Ankara 30. İcra Müdürlüğü’nün 2013/368 Esas sayılı icra takip dosyası ile, yukarıda anılan mahkeme ilamına dayanılarak alacaklı … tarafından borçlular … İnşaat Elektrik San. Tic. Ltd. Şti. Ve Manisa … Elektrik Dağıtım Müesesse Müdürlüğü aleyhine toplam 6.890,48 TL’nin tahsili talebiyle icra takibi başlatıldığı, davacının icra dosyasına 25/01/2013 tarihinde 8.082,00 TL yatırdığı görülmüştür.
Sözleşme hükümleri ile birlikte somut olay ve davalı vekilinin istinaf itirazları birlikte incelendiğinde; dava dışı … tarafından 25/11/2005 tarihinde geçirdiği iş kazasında yaralanması sebebiyle uğranılan zararın tazmini talebi ile davalı … Müessese Müdürlüğü aleyhine açılan davada yapılan yargılama sonunda davanın kısmen kabulüne karar verildiği, bu kararın icra takibine konulması nedeniyle davacının icra dosyasına 25/01/2013 tarihinde 8.082,00 TL ödediği dosya içeriğiyle sabittir.
Taraflar arasında akdedildiği hususunda her hangi bir ihtilaf bulunmayan 24/07/2006 tarihli İşletme Hakkı Devir Sözleşmesinin 7.1 maddesinde; sözleşmenin imza tarihinden önce başlamış idari ve hukuki ihtilafların takip edilmesi, çözüme kavuşturulması ve bundan kaynaklanan her türlü sorumluluğun …’a ait olduğu, 7.4 ve 7.6 maddesinde de; dağıtım faaliyetinin … tarafından yürütüldüğü dönemde bu faaliyetler nedeniyle üçüncü kişiler tarafından ileri sürülecek her türlü talebin muhatabının … olduğu hükme bağlanmıştır.
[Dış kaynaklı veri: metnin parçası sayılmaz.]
//! The policy layer works over any backend, not only the built-in one

use covenant_core::{TestContext, Value};
use covenant_interpreter::{
    EvalError, EvalResult, ExpressionBackend, ExpressionInterpreter, Interpreter,
};
use std::collections::HashMap;

/// Backend whose only "language" is looking up a single bound symbol
#[derive(Default)]
struct LookupBackend {
    symbols: HashMap<String, Value>,
    evaluations: usize,
}

impl ExpressionBackend for LookupBackend {
    fn evaluate_value(&mut self, expression: &str) -> EvalResult<Value> {
        self.evaluations += 1;
        self.symbols
            .get(expression.trim())
            .cloned()
            .ok_or_else(|| EvalError::Backend(format!("no symbol {}", expression.trim())))
    }

    fn bind_symbol(&mut self, name: &str, value: Value) {
        self.symbols.insert(name.to_string(), value);
    }

    fn unbind_symbol(&mut self, name: &str) {
        self.symbols.remove(name);
    }

    fn lookup_symbol(&self, name: &str) -> Option<Value> {
        self.symbols.get(name).cloned()
    }
}

#[test]
fn keywords_are_substituted_before_the_backend_sees_them() {
    let mut interpreter = Interpreter::new(LookupBackend::default());
    interpreter.bind_symbol("result", Value::from(true));

    let result = interpreter.evaluate("$result", &TestContext::new("f"));
    assert!(result.passed(), "{:?}", result);
}

#[test]
fn backend_errors_become_failed_results() {
    let mut interpreter = Interpreter::new(LookupBackend::default());
    let result = interpreter.evaluate("flag", &TestContext::new("f"));
    assert!(!result.passed());
    assert_eq!(
        result.failure_cause().map(|c| c.to_string()).as_deref(),
        Some("no symbol flag")
    );
}

#[test]
fn empty_expressions_never_reach_the_backend() {
    let mut interpreter = Interpreter::new(LookupBackend::default());
    interpreter.set_treat_empty_as_valid(true);
    assert!(interpreter.evaluate("   ", &TestContext::new("f")).passed());
    assert_eq!(interpreter.backend().evaluations, 0);
}

#[test]
fn non_boolean_values_are_reported_by_type() {
    let mut interpreter = Interpreter::new(LookupBackend::default());
    interpreter.bind_symbol("n", Value::from("text"));
    let result = interpreter.evaluate("n", &TestContext::new("f"));
    assert_eq!(
        result.message(),
        Some("Test returned \"string\", instead of boolean.")
    );
}
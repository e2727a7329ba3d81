//! Expression interpretation for contract tests
//!
//! [`ExpressionInterpreter`] is the interface the contract enforcer talks
//! to. [`Interpreter`] implements it on top of any [`ExpressionBackend`],
//! handling the empty-expression policy, keyword substitution and the
//! folding of errors into [`TestResult`]s. [`ScriptBackend`] is the
//! built-in backend for the contract expression language.

pub mod backend;
pub mod environment;
pub mod error;
pub mod eval;
pub mod interpreter;
pub mod keywords;
pub mod old_refs;
pub mod test_result;

pub use backend::{ExpressionBackend, ExpressionCache, ScriptBackend};
pub use environment::Environment;
pub use error::{EvalError, EvalResult};
pub use interpreter::{ExpressionInterpreter, Interpreter, ScriptInterpreter};
pub use keywords::KeywordSubstitutions;
pub use old_refs::{extract_old_references, OldReferences};
pub use test_result::{FailureCause, TestResult};
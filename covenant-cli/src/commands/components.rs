//! Components command implementation

use covenant_contracts::ComponentRegistry;

pub fn list() {
    let registry = ComponentRegistry::global();
    let sections = [
        ("Reporters", registry.reporter_names()),
        ("Expression interpreters", registry.interpreter_names()),
        ("Contract enforcers", registry.enforcer_names()),
    ];
    for (title, names) in sections {
        println!("{}:", title);
        for name in names {
            println!("  {}", name);
        }
    }
}
//! Pre/Post/Invariant check orchestration

use crate::config::{Configuration, FailureHandling};
use crate::contract::{CheckKind, CheckState};
use crate::errors::{ContractError, ContractResult, ContractViolation};
use crate::reporter::Severity;
use covenant_core::{TestContext, Value};
use covenant_interpreter::{extract_old_references, ExpressionInterpreter, TestResult};
use indexmap::IndexMap;
use std::backtrace::Backtrace;
use tracing::{debug, trace, trace_span, warn};

const REPORT_SOURCE: &str = "ContractEnforcer";

/// Symbols the enforcer binds itself; named arguments never shadow them
pub const RESERVED_SYMBOLS: [&str; 4] = ["this", "target", "args", "result"];

/// Runs contract checks for one thread of execution.
///
/// Each enforcer owns its interpreter, so the methods take `&mut self`.
/// Create one enforcer per thread from a shared [`Configuration`].
pub struct ContractEnforcer {
    config: Configuration,
    interpreter: Box<dyn ExpressionInterpreter>,
    state: CheckState,
}

impl ContractEnforcer {
    pub fn new(config: Configuration) -> Self {
        let interpreter = config.new_interpreter();
        Self::with_interpreter(config, interpreter)
    }

    /// Use a specific interpreter instead of the configured factory
    pub fn with_interpreter(config: Configuration, interpreter: Box<dyn ExpressionInterpreter>) -> Self {
        Self {
            config,
            interpreter,
            state: CheckState::NotStarted,
        }
    }

    pub fn configuration(&self) -> &Configuration {
        &self.config
    }

    pub fn interpreter(&self) -> &dyn ExpressionInterpreter {
        self.interpreter.as_ref()
    }

    pub fn interpreter_mut(&mut self) -> &mut dyn ExpressionInterpreter {
        self.interpreter.as_mut()
    }

    /// State reached by the most recent check
    pub fn state(&self) -> CheckState {
        self.state
    }

    pub fn is_enabled(&self, kind: CheckKind) -> bool {
        self.config.switches.is_enabled(kind)
    }

    pub fn check_pre(&mut self, context: &TestContext, expression: &str) -> ContractResult<()> {
        self.check(CheckKind::Pre, context, expression)
    }

    pub fn check_invariant(&mut self, context: &TestContext, expression: &str) -> ContractResult<()> {
        self.check(CheckKind::Invariant, context, expression)
    }

    /// Evaluate each expression before the call and record the values in
    /// `context` under their names. A failed capture is reported as a
    /// warning and leaves its name unrecorded.
    pub fn capture_old_values(
        &mut self,
        context: &mut TestContext,
        expressions: &IndexMap<String, String>,
    ) {
        if !self.is_enabled(CheckKind::Post) || expressions.is_empty() {
            return;
        }
        let _span = trace_span!("capture_old_values", item = %context.item_name).entered();

        let mut captured = Vec::with_capacity(expressions.len());
        {
            let mut scope = Scope::new(self.interpreter.as_mut());
            scope.bind_context(context);
            for (name, expression) in expressions {
                match scope.interpreter.capture_old_value(expression, context) {
                    Ok(value) => {
                        trace!(name = %name, value = %value, "captured old value");
                        captured.push((name.clone(), value));
                    }
                    Err(result) => {
                        let reason = result.message().unwrap_or("capture failed");
                        warn!(name = %name, reason, "old value not captured");
                        self.config.reporter.report(
                            Severity::Warn,
                            REPORT_SOURCE,
                            &format!(
                                "Old value \"{}\" for \"{}\" was not captured: {}",
                                name, context.item_name, reason
                            ),
                        );
                    }
                }
            }
        }

        for (name, value) in captured {
            context.record_old_value(name, value);
        }
        self.transition(CheckState::OldValuesCaptured);
    }

    /// Capture every `$old(...)` reference found in a postcondition.
    ///
    /// Symbols are numbered per expression (`__old0`, `__old1`, ...), so a
    /// context holds the captures of one postcondition at a time: capturing
    /// for a second expression on the same context replaces the first one's
    /// entries. Use one context per postcondition, or name the values
    /// explicitly through [`ContractEnforcer::capture_old_values`].
    pub fn capture_old_values_for(&mut self, context: &mut TestContext, post_expression: &str) {
        let references = extract_old_references(post_expression);
        if !references.is_empty() {
            self.capture_old_values(context, &references.captures);
        }
    }

    /// Evaluate a postcondition. `$old(...)` references are replaced by the
    /// symbols [`ContractEnforcer::capture_old_values_for`] recorded.
    pub fn check_post(&mut self, context: &TestContext, expression: &str) -> ContractResult<()> {
        if !self.is_enabled(CheckKind::Post) {
            return Ok(());
        }
        let references = extract_old_references(expression);
        let _span = trace_span!("check", kind = %CheckKind::Post, item = %context.item_name).entered();

        let result = {
            let mut scope = Scope::new(self.interpreter.as_mut());
            scope.bind_context(context);
            // Captured values take precedence over context symbols of the same name
            for (name, value) in &context.old_values {
                if scope.is_bound(name) {
                    warn!(name = %name, item = %context.item_name, "old value shadows a context symbol");
                }
                scope.bind(name, value.clone());
            }
            scope.interpreter.evaluate(&references.rewritten, context)
        };

        self.conclude(CheckKind::Post, context, expression, result)
    }

    fn check(&mut self, kind: CheckKind, context: &TestContext, expression: &str) -> ContractResult<()> {
        if !self.is_enabled(kind) {
            return Ok(());
        }
        let _span = trace_span!("check", kind = %kind, item = %context.item_name).entered();

        let result = {
            let mut scope = Scope::new(self.interpreter.as_mut());
            scope.bind_context(context);
            scope.interpreter.evaluate(expression, context)
        };

        self.conclude(kind, context, expression, result)
    }

    fn conclude(
        &mut self,
        kind: CheckKind,
        context: &TestContext,
        expression: &str,
        result: TestResult,
    ) -> ContractResult<()> {
        self.transition(CheckState::Evaluated);
        if result.passed() {
            self.transition(CheckState::Passed);
            return Ok(());
        }
        self.handle_failure(kind, context, expression, result)
    }

    fn handle_failure(
        &mut self,
        kind: CheckKind,
        context: &TestContext,
        expression: &str,
        result: TestResult,
    ) -> ContractResult<()> {
        let location = match context.location() {
            loc if loc.is_empty() => "unknown location".to_string(),
            loc => loc,
        };
        let mut message = format!(
            "{} failed for \"{}\" at {}: test \"{}\": {}",
            kind.label(),
            context.item_name,
            location,
            expression,
            result.message().unwrap_or("test did not pass"),
        );

        let stack_trace = self
            .config
            .include_stack_trace
            .then(|| Backtrace::force_capture().to_string());
        if let Some(trace) = &stack_trace {
            message.push_str("\nStack trace:\n");
            message.push_str(trace);
        }

        match self.config.failure_handling {
            FailureHandling::Report => {
                self.config
                    .reporter
                    .report(Severity::Error, REPORT_SOURCE, &message);
                self.transition(CheckState::Reported);
                Ok(())
            }
            FailureHandling::Raise => {
                debug!(kind = %kind, item = %context.item_name, "raising contract violation");
                self.transition(CheckState::Raised);
                Err(ContractError::Violation(ContractViolation {
                    kind,
                    item_name: context.item_name.clone(),
                    file_name: context.file_name.clone(),
                    line_number: context.line_number,
                    expression: expression.to_string(),
                    message,
                    stack_trace,
                    cause: result.failure_cause().cloned(),
                }))
            }
        }
    }

    fn transition(&mut self, state: CheckState) {
        trace!(from = ?self.state, to = ?state, "check state");
        self.state = state;
    }
}

/// Symbols bound for one evaluation; everything bound is unbound on drop
struct Scope<'i> {
    interpreter: &'i mut dyn ExpressionInterpreter,
    bound: Vec<String>,
}

impl<'i> Scope<'i> {
    fn new(interpreter: &'i mut dyn ExpressionInterpreter) -> Self {
        Self {
            interpreter,
            bound: Vec::new(),
        }
    }

    fn is_bound(&self, name: &str) -> bool {
        self.bound.iter().any(|bound| bound == name)
    }

    fn bind(&mut self, name: &str, value: Value) {
        self.interpreter.bind_symbol(name, value);
        self.bound.push(name.to_string());
    }

    /// Bind `this`, `target`, `args`, `arg0..`, named arguments and
    /// `result` from the context
    fn bind_context(&mut self, context: &TestContext) {
        if let Some(instance) = &context.instance {
            self.bind("this", instance.value.clone());
        }
        if let Some(field) = &context.field {
            self.bind("target", field.value.clone());
        }

        let args: Vec<Value> = context.method_args.iter().map(|a| a.value.clone()).collect();
        self.bind("args", Value::List(args));
        for (i, arg) in context.method_args.iter().enumerate() {
            self.bind(&format!("arg{}", i), arg.value.clone());
            if !arg.name.is_empty() && !RESERVED_SYMBOLS.contains(&arg.name.as_str()) {
                self.bind(&arg.name, arg.value.clone());
            }
        }

        if let Some(result) = &context.method_result {
            self.bind("result", result.value.clone());
        }
    }
}

impl Drop for Scope<'_> {
    fn drop(&mut self) {
        for name in self.bound.drain(..).rev() {
            self.interpreter.unbind_symbol(&name);
        }
    }
}

#[cfg(test)]
#[path = "enforcer_tests.rs"]
mod tests;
Somut uyuşmazlıkta davacı tarafından yapılan ödeme İşletme Hakkı Devir Sözleşmesi’nin imzalandığı tarihten önceki döneme isabet eden olaya dayanmaktadır. Rücuen alacağa dayanak olan Akhisar 1. Asliye Hukuk Mahkemesi’ndeki (İş Mahkemesi sıfatıyla) davanın davacısı olan … bu sözleşme çerçevesinde üçüncü kişi konumunda olup İHDS’nin 7.4 ve 7.6 maddeleri gereğince davacının ödediği bedeli davalıdan rücuen talep ve dava hakkı bulunmaktadır. Rücuen alacağa dayanak davadaki uyuşmazlığın dağıtım tesislerinin mülkiyetine ilişkin olmaması karşısında sözleşmenin 7.2 maddesi uyarınca davacının ihbar yükümlülüğü de bulunmamaktadır. Bu nedenle davacı icra dosyasına ödediği tüm bedelin rücuen tahsilini davalıdan talep edebileceğinden davalı vekilinin bu yöndeki istinaf başvurusunun reddi gerekmiştir. (Yargıtay 11. Hukuk Dairesi’nin 23/03/2016 tarih 2015/13510 esas 2016/3219 karar sayılı emsal içtihadı).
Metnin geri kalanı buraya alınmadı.